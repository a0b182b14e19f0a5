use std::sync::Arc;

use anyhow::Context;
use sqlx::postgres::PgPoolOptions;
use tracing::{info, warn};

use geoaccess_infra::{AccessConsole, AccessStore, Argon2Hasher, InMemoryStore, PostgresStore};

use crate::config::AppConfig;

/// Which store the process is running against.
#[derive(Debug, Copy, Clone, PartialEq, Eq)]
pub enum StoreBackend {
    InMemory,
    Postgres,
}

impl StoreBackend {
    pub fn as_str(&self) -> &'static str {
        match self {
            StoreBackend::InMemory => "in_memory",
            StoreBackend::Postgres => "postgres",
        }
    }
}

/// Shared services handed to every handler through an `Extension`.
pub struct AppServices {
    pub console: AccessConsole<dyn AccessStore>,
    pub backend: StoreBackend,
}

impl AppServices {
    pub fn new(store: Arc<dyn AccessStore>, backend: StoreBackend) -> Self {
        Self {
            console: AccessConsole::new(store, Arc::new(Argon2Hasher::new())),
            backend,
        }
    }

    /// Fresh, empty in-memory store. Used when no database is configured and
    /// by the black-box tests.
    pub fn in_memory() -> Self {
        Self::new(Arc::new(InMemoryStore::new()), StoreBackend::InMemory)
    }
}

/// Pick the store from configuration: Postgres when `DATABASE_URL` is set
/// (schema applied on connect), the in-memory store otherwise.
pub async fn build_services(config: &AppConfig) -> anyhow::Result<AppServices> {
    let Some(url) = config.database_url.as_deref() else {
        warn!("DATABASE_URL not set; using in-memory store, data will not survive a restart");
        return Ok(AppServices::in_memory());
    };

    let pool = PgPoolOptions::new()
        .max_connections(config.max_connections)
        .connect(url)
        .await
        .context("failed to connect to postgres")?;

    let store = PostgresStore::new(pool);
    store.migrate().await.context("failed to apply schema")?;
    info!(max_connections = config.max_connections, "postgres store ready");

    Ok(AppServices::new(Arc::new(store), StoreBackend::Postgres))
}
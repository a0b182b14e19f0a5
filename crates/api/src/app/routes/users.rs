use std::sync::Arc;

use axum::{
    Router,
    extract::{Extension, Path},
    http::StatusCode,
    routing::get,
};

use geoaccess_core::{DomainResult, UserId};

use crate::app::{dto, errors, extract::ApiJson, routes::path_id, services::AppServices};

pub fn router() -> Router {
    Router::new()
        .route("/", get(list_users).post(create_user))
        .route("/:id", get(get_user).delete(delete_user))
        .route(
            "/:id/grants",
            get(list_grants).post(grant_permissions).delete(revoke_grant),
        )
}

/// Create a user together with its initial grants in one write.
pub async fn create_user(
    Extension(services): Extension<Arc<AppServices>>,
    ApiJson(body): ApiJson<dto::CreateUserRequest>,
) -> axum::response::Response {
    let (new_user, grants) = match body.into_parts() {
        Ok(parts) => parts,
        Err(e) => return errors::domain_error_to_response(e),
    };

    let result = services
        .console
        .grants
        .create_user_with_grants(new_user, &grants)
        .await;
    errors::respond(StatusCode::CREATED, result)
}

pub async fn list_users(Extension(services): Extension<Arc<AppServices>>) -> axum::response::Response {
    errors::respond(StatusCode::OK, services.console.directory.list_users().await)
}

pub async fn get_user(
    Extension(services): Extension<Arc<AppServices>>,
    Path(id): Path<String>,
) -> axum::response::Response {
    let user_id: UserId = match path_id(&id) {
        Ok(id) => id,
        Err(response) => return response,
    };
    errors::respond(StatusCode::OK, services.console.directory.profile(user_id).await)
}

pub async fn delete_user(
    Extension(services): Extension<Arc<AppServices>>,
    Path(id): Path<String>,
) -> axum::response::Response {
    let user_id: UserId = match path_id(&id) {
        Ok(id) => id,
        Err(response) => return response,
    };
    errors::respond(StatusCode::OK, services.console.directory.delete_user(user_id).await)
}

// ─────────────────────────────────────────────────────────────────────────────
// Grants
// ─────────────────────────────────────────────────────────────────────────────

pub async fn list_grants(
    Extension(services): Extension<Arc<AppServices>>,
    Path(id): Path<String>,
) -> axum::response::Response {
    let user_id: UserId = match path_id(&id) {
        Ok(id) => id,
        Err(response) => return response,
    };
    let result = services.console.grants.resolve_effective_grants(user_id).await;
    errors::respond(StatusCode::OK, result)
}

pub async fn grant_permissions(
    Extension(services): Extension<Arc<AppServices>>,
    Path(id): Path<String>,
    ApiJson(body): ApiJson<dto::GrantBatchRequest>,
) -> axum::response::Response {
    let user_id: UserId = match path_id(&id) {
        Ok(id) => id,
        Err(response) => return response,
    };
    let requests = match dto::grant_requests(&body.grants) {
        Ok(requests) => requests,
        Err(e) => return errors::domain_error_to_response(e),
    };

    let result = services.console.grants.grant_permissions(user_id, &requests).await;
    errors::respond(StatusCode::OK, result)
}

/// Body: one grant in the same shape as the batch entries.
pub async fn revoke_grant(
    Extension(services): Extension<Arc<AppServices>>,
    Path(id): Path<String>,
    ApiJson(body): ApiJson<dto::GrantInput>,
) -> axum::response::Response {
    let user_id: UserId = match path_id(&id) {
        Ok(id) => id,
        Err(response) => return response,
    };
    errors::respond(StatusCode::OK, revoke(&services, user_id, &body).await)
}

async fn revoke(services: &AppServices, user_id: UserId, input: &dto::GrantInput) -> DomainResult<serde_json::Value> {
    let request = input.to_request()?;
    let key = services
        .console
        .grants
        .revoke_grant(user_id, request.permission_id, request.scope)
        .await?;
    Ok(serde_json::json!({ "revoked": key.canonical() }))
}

============================================================

● **TRY IT**:
Copy the material above word for word, taking the first line, the line containing "is running against.", and every line between them, and nothing else.

● **ANSWER TO THE PROBLEM**:
repository a0b182b14e19f0a5
use std::sync::Arc;

use anyhow::Context;
use sqlx::postgres::PgPoolOptions;
use tracing::{info, warn};

use geoaccess_infra::{AccessConsole, AccessStore, Argon2Hasher, InMemoryStore, PostgresStore};

use crate::config::AppConfig;

/// Which store the process is running against.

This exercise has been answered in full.